[What this task involves]
Return all of the entries below exactly as they are given.

[Listed entries]
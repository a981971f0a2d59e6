#![cfg(feature = "live")]

use futures::{SinkExt, StreamExt};
use srms_admin::live::{LiveFeed, PushChannel, SocketIoChannel};
use srms_admin::view::{MemorySurface, Surface};
use std::sync::Arc;
use std::time::Duration;
use tokio::net::TcpListener;
use tokio::sync::oneshot;
use tokio_tungstenite::tungstenite::Message;

const OPEN: &str = r#"0{"sid":"lv_VI97HAXpY6yYWAAAC","upgrades":[],"pingInterval":25000,"pingTimeout":20000,"maxPayload":1000000}"#;

async fn wait_for_lines(surface: &MemorySurface, lines: usize) {
    tokio::time::timeout(Duration::from_secs(5), async {
        while surface.text().lines().count() < lines {
            tokio::time::sleep(Duration::from_millis(10)).await;
        }
    })
    .await
    .expect("live events did not arrive in time");
}

/// Minimal Socket.IO server: handshake, one heartbeat, then a few events.
/// Reports every text frame the client sent.
async fn serve_once(listener: TcpListener, frames_tx: oneshot::Sender<Vec<String>>) {
    let (stream, _) = listener.accept().await.unwrap();
    let mut ws = tokio_tungstenite::accept_async(stream).await.unwrap();
    let mut received = Vec::new();

    ws.send(Message::Text(OPEN.into())).await.unwrap();

    // Namespace connect request
    if let Some(Ok(Message::Text(text))) = ws.next().await {
        received.push(text.as_str().to_string());
    }
    ws.send(Message::Text(r#"40{"sid":"wZX3oN0bSVIhsaknAAAI"}"#.into()))
        .await
        .unwrap();

    ws.send(Message::Text("2".into())).await.unwrap();
    if let Some(Ok(Message::Text(text))) = ws.next().await {
        received.push(text.as_str().to_string());
    }

    ws.send(Message::Text(r#"42["event",{"table_id":2,"status":"seated"}]"#.into()))
        .await
        .unwrap();
    ws.send(Message::Text(r#"42["chat","ignored"]"#.into()))
        .await
        .unwrap();
    ws.send(Message::Text(r#"42["event",{"type":"menu.deleted","id":4}]"#.into()))
        .await
        .unwrap();

    let _ = frames_tx.send(received);

    // Hold the socket open until the client closes it
    while let Some(Ok(msg)) = ws.next().await {
        if msg.is_close() {
            break;
        }
    }
}

#[tokio::test]
async fn events_are_appended_after_connect_notice() {
    let listener = TcpListener::bind("127.0.0.1:0").await.unwrap();
    let addr = listener.local_addr().unwrap();
    let (frames_tx, frames_rx) = oneshot::channel();
    tokio::spawn(serve_once(listener, frames_tx));

    let url = format!("ws://{}/socket.io/?EIO=4&transport=websocket", addr);
    let mut channel = SocketIoChannel::with_url(url);
    let surface = MemorySurface::new();
    LiveFeed::start(&mut channel, Arc::new(surface.clone()) as Arc<dyn Surface>)
        .await
        .unwrap();

    wait_for_lines(&surface, 3).await;
    assert_eq!(
        surface.text(),
        "Connected to live events\n\
         {\"table_id\":2,\"status\":\"seated\"}\n\
         {\"type\":\"menu.deleted\",\"id\":4}\n"
    );

    let frames = frames_rx.await.unwrap();
    assert_eq!(frames, vec!["40".to_string(), "3".to_string()]);

    channel.disconnect().await;
}

#[tokio::test]
async fn server_disconnect_ends_the_feed() {
    let listener = TcpListener::bind("127.0.0.1:0").await.unwrap();
    let addr = listener.local_addr().unwrap();

    tokio::spawn(async move {
        let (stream, _) = listener.accept().await.unwrap();
        let mut ws = tokio_tungstenite::accept_async(stream).await.unwrap();
        ws.send(Message::Text(OPEN.into())).await.unwrap();
        let _ = ws.next().await;
        ws.send(Message::Text(r#"40{"sid":"abc"}"#.into())).await.unwrap();
        ws.send(Message::Text("41".into())).await.unwrap();
        while let Some(Ok(msg)) = ws.next().await {
            if msg.is_close() {
                break;
            }
        }
    });

    let url = format!("ws://{}/socket.io/?EIO=4&transport=websocket", addr);
    let mut channel = SocketIoChannel::with_url(url);
    let surface = MemorySurface::new();
    LiveFeed::start(&mut channel, Arc::new(surface.clone()) as Arc<dyn Surface>)
        .await
        .unwrap();

    tokio::time::timeout(Duration::from_secs(5), channel.closed())
        .await
        .expect("feed should stop after a server disconnect");
    assert_eq!(surface.text(), "Connected to live events\n");
}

[Expected output]
repository a981971f0a2d59e6
#![cfg(feature = "live")]

use futures::{SinkExt, StreamExt};
use srms_admin::live::{LiveFeed, PushChannel, SocketIoChannel};
use srms_admin::view::{MemorySurface, Surface};
use std::sync::Arc;
use std::time::Duration;
use tokio::net::TcpListener;
use tokio::sync::oneshot;
use tokio_tungstenite::tungstenite::Message;

const OPEN: &str = r#"0{"sid":"lv_VI97HAXpY6yYWAAAC","upgrades":[],"pingInterval":25000,"pingTimeout":20000,"maxPayload":1000000}"#;

async fn wait_for_lines(surface: &MemorySurface, lines: usize) {
    tokio::time::timeout(Duration::from_secs(5), async {
        while surface.text().lines().count() < lines {
            tokio::time::sleep(Duration::from_millis(10)).await;
        }
    })
    .await
    .expect("live events did not arrive in time");
}

/// Minimal Socket.IO server: handshake, one heartbeat, then a few events.
/// Reports every text frame the client sent.
async fn serve_once(listener: TcpListener, frames_tx: oneshot::Sender<Vec<String>>) {
    let (stream, _) = listener.accept().await.unwrap();
    let mut ws = tokio_tungstenite::accept_async(stream).await.unwrap();
    let mut received = Vec::new();

    ws.send(Message::Text(OPEN.into())).await.unwrap();

    // Namespace connect request
    if let Some(Ok(Message::Text(text))) = ws.next().await {
        received.push(text.as_str().to_string());
    }
    ws.send(Message::Text(r#"40{"sid":"wZX3oN0bSVIhsaknAAAI"}"#.into()))
        .await
        .unwrap();

    ws.send(Message::Text("2".into())).await.unwrap();
    if let Some(Ok(Message::Text(text))) = ws.next().await {
        received.push(text.as_str().to_string());
    }

    ws.send(Message::Text(r#"42["event",{"table_id":2,"status":"seated"}]"#.into()))
        .await
        .unwrap();
    ws.send(Message::Text(r#"42["chat","ignored"]"#.into()))
        .await
        .unwrap();
    ws.send(Message::Text(r#"42["event",{"type":"menu.deleted","id":4}]"#.into()))
        .await
        .unwrap();

    let _ = frames_tx.send(received);

    // Hold the socket open until the client closes it
    while let Some(Ok(msg)) = ws.next().await {
        if msg.is_close() {
            break;
        }
    }
}

#[tokio::test]
async fn events_are_appended_after_connect_notice() {
    let listener = TcpListener::bind("127.0.0.1:0").await.unwrap();
    let addr = listener.local_addr().unwrap();
    let (frames_tx, frames_rx) = oneshot::channel();
    tokio::spawn(serve_once(listener, frames_tx));

    let url = format!("ws://{}/socket.io/?EIO=4&transport=websocket", addr);
    let mut channel = SocketIoChannel::with_url(url);
    let surface = MemorySurface::new();
    LiveFeed::start(&mut channel, Arc::new(surface.clone()) as Arc<dyn Surface>)
        .await
        .unwrap();

    wait_for_lines(&surface, 3).await;
    assert_eq!(
        surface.text(),
        "Connected to live events\n\
         {\"table_id\":2,\"status\":\"seated\"}\n\
         {\"type\":\"menu.deleted\",\"id\":4}\n"
    );

    let frames = frames_rx.await.unwrap();
    assert_eq!(frames, vec!["40".to_string(), "3".to_string()]);

    channel.disconnect().await;
}

#[tokio::test]
async fn server_disconnect_ends_the_feed() {
    let listener = TcpListener::bind("127.0.0.1:0").await.unwrap();
    let addr = listener.local_addr().unwrap();

    tokio::spawn(async move {
        let (stream, _) = listener.accept().await.unwrap();
        let mut ws = tokio_tungstenite::accept_async(stream).await.unwrap();
        ws.send(Message::Text(OPEN.into())).await.unwrap();
        let _ = ws.next().await;
        ws.send(Message::Text(r#"40{"sid":"abc"}"#.into())).await.unwrap();
        ws.send(Message::Text("41".into())).await.unwrap();
        while let Some(Ok(msg)) = ws.next().await {
            if msg.is_close() {
                break;
            }
        }
    });

    let url = format!("ws://{}/socket.io/?EIO=4&transport=websocket", addr);
    let mut channel = SocketIoChannel::with_url(url);
    let surface = MemorySurface::new();
    LiveFeed::start(&mut channel, Arc::new(surface.clone()) as Arc<dyn Surface>)
        .await
        .unwrap();

    tokio::time::timeout(Duration::from_secs(5), channel.closed())
        .await
        .expect("feed should stop after a server disconnect");
    assert_eq!(surface.text(), "Connected to live events\n");
}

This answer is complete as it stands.